Sammendrag
The aim of this study was to investigate the effect of TiO2 scaffold (SC) coated with an
alginate hydrogel containing a proline-rich peptide (P2) on osteoblast proliferation and
differentiation in vitro. Peptide release was evaluated and a burst release was observed
during the first hours of incubation, and then progressively released overtime. No changes
were observed in the cytotoxicity after 48h of seeding MC3T3-E1 cells on the coated and
uncoated TiO2 SC. The amount of cells after 7 days was higher on uncoated TiO2 SC than
on alginate-coated TiO2 SC, measured by DNA content and SEM imaging. In addition,
while lower expression of integrin beta1 was detected for alginate-coated TiO2 SC at this
time point, similar gene expression was observed for other integrins, fibronectin-1, and
several osteoblast differentiation markers.

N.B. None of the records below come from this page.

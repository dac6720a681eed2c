//! Classification of query names against the instance namespace.
//!
//! ```text
//! web1.novalocal            -> instance "web1", fixed addresses
//! fixed.web1.novalocal      -> instance "web1", fixed addresses
//! floating.web1.novalocal   -> instance "web1", floating addresses
//! novalocal, a.b.c.novalocal, public.web1.novalocal -> in scope, rejected
//! anything.else.example.com -> out of scope
//! ```

use crate::inventory::AddressRole;

/// Result of classifying a query name.
#[derive(Debug, Clone, PartialEq, Eq)]
pub enum QueryName<'a> {
    /// Does not end in the reserved suffix.
    OutOfScope,
    /// Ends in the reserved suffix but cannot name an instance.
    Invalid(InvalidName<'a>),
    /// Names an instance and the address role to return.
    Instance(InstanceQuery<'a>),
}

/// Why an in-scope name was rejected.
#[derive(Debug, Clone, PartialEq, Eq)]
pub enum InvalidName<'a> {
    /// Neither two nor three labels.
    LabelCount(usize),
    /// First of three labels is not `fixed` or `floating`.
    UnknownRole(&'a str),
}

/// A well-formed in-scope name.
#[derive(Debug, Clone, Copy, PartialEq, Eq)]
pub struct InstanceQuery<'a> {
    /// Candidate instance name (second-to-last label).
    pub instance: &'a str,
    /// Address role selected by the name; `fixed` when omitted.
    pub role: AddressRole,
}

/// Split a presentation-form name into labels, dropping the empty root
/// label of a fully-qualified name.
pub fn split_labels(name: &str) -> Vec<&str> {
    let mut labels: Vec<&str> = name.split('.').collect();
    if labels.last() == Some(&"") {
        labels.pop();
    }
    labels
}

/// Classify `name` against `suffix`. The suffix comparison is exact and
/// case-sensitive, as is the role token.
pub fn parse_query_name<'a>(name: &'a str, suffix: &str) -> QueryName<'a> {
    let labels = split_labels(name);

    if labels.last() != Some(&suffix) {
        return QueryName::OutOfScope;
    }

    let (role_token, instance) = match labels.as_slice() {
        [instance, _] => ("fixed", *instance),
        [role, instance, _] => (*role, *instance),
        _ => return QueryName::Invalid(InvalidName::LabelCount(labels.len())),
    };

    match role_token.parse::<AddressRole>() {
        Ok(role) => QueryName::Instance(InstanceQuery { instance, role }),
        Err(()) => QueryName::Invalid(InvalidName::UnknownRole(role_token)),
    }
}
//! DNS server setup and lifecycle management.

use hickory_server::ServerFuture;
use std::sync::Arc;
use std::time::Duration;
use tokio::net::{TcpListener, UdpSocket};
use tokio_util::sync::CancellationToken;
use tracing::{debug, error, info, warn};

use crate::cache::InventoryCache;
use crate::config::Config;
use crate::error::DnsError;
use crate::forwarder::UpstreamForwarder;
use crate::handler::NovaRequestHandler;
use crate::inventory::InventoryProvider;
use crate::nova::{NovaClient, NovaCredentials};
use crate::resolver::NameResolver;

/// Interval for emitting inventory metrics.
const METRICS_INTERVAL: Duration = Duration::from_secs(10);

/// Idle timeout for TCP client connections.
const TCP_TIMEOUT: Duration = Duration::from_secs(30);

/// Periodically emit inventory metrics.
async fn metrics_loop(cache: InventoryCache, shutdown: CancellationToken) {
    let mut interval = tokio::time::interval(METRICS_INTERVAL);

    loop {
        tokio::select! {
            _ = interval.tick() => {
                cache.emit_metrics();
                if let Some(snapshot) = cache.peek() {
                    debug!(
                        instances = snapshot.records().len(),
                        age_secs = snapshot.age().as_secs(),
                        "emitted inventory metrics"
                    );
                }
            }
            _ = shutdown.cancelled() => {
                debug!("metrics loop shutting down");
                return;
            }
        }
    }
}

/// DNS server answering instance names from the compute inventory.
pub struct DnsServer {
    config: Config,
}

impl DnsServer {
    /// Create a new DNS server with the given configuration.
    pub fn new(config: Config) -> Self {
        Self { config }
    }

    /// Configuration this server runs with.
    pub fn config(&self) -> &Config {
        &self.config
    }

    /// Bind the configured sockets and serve against the compute API until
    /// `shutdown` is cancelled.
    pub async fn run(self, shutdown: CancellationToken) -> Result<(), DnsError> {
        let dns = &self.config.dns;
        info!(
            listen_addr = %dns.listen_addr,
            upstream = %dns.upstream,
            tcp = dns.tcp,
            suffix = %dns.domain_suffix,
            "Starting nova-dns server"
        );

        let credentials = NovaCredentials::from_env()?;
        let provider = Arc::new(NovaClient::new(credentials, &self.config.inventory)?);

        let udp_socket = UdpSocket::bind(dns.listen_addr).await?;
        info!(addr = %dns.listen_addr, "DNS UDP listening");

        let tcp_listener = if dns.tcp {
            let listener = TcpListener::bind(dns.listen_addr).await?;
            info!(addr = %dns.listen_addr, "DNS TCP listening");
            Some(listener)
        } else {
            None
        };

        self.serve(provider, udp_socket, tcp_listener, shutdown).await
    }

    /// Serve on already-bound sockets with the given inventory provider.
    pub async fn serve(
        self,
        provider: Arc<dyn InventoryProvider>,
        udp_socket: UdpSocket,
        tcp_listener: Option<TcpListener>,
        shutdown: CancellationToken,
    ) -> Result<(), DnsError> {
        let dns = &self.config.dns;
        let inventory = &self.config.inventory;

        let cache = InventoryCache::new(
            provider,
            inventory.stale_after(),
            inventory.provider_timeout(),
        );
        let forwarder = Arc::new(UpstreamForwarder::new(
            dns.upstream_addr()?,
            dns.upstream_timeout(),
        ));
        let resolver = Arc::new(NameResolver::new(cache.clone(), forwarder, dns));

        // Warm the cache; queries retry on their own if this fails.
        match cache.force_refresh().await {
            Ok(snapshot) => info!(instances = snapshot.records().len(), "Initial inventory loaded"),
            Err(e) => warn!(error = %e, "Initial inventory fetch failed, will retry on demand"),
        }

        let mut server = ServerFuture::new(NovaRequestHandler::new(resolver));
        server.register_socket(udp_socket);
        if let Some(listener) = tcp_listener {
            server.register_listener(listener, TCP_TIMEOUT);
        }

        info!(suffix = %dns.domain_suffix, "DNS server ready to serve queries");

        let metrics_shutdown = shutdown.child_token();
        let metrics_handle = tokio::spawn(metrics_loop(cache.clone(), metrics_shutdown.clone()));
        cache.emit_metrics();

        tokio::select! {
            _ = shutdown.cancelled() => {
                info!("DNS server shutdown requested");
            }
            result = server.block_until_done() => {
                if let Err(e) = result {
                    error!("DNS server error: {}", e);
                }
            }
        }

        metrics_shutdown.cancel();
        let _ = metrics_handle.await;

        info!("DNS server stopped");
        Ok(())
    }
}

After 21 days, gene expression of integrin
beta3, fibronectin-1, osterix and collagen-I was increased in alginate-coated compared to
TiO2 SC. Moreover, increased gene expression of integrin alpha8, bone morphogenetic
protein 2, interleukin-6 and collagen-I was found on P2 alginate-coated TiO2 SC compared
to alginate-coated TiO2 SC. In conclusion, our results indicate that alginate-coated TiO2
SC can act as a matrix for delivery of proline-rich peptides increasing osteoblast
differentiation.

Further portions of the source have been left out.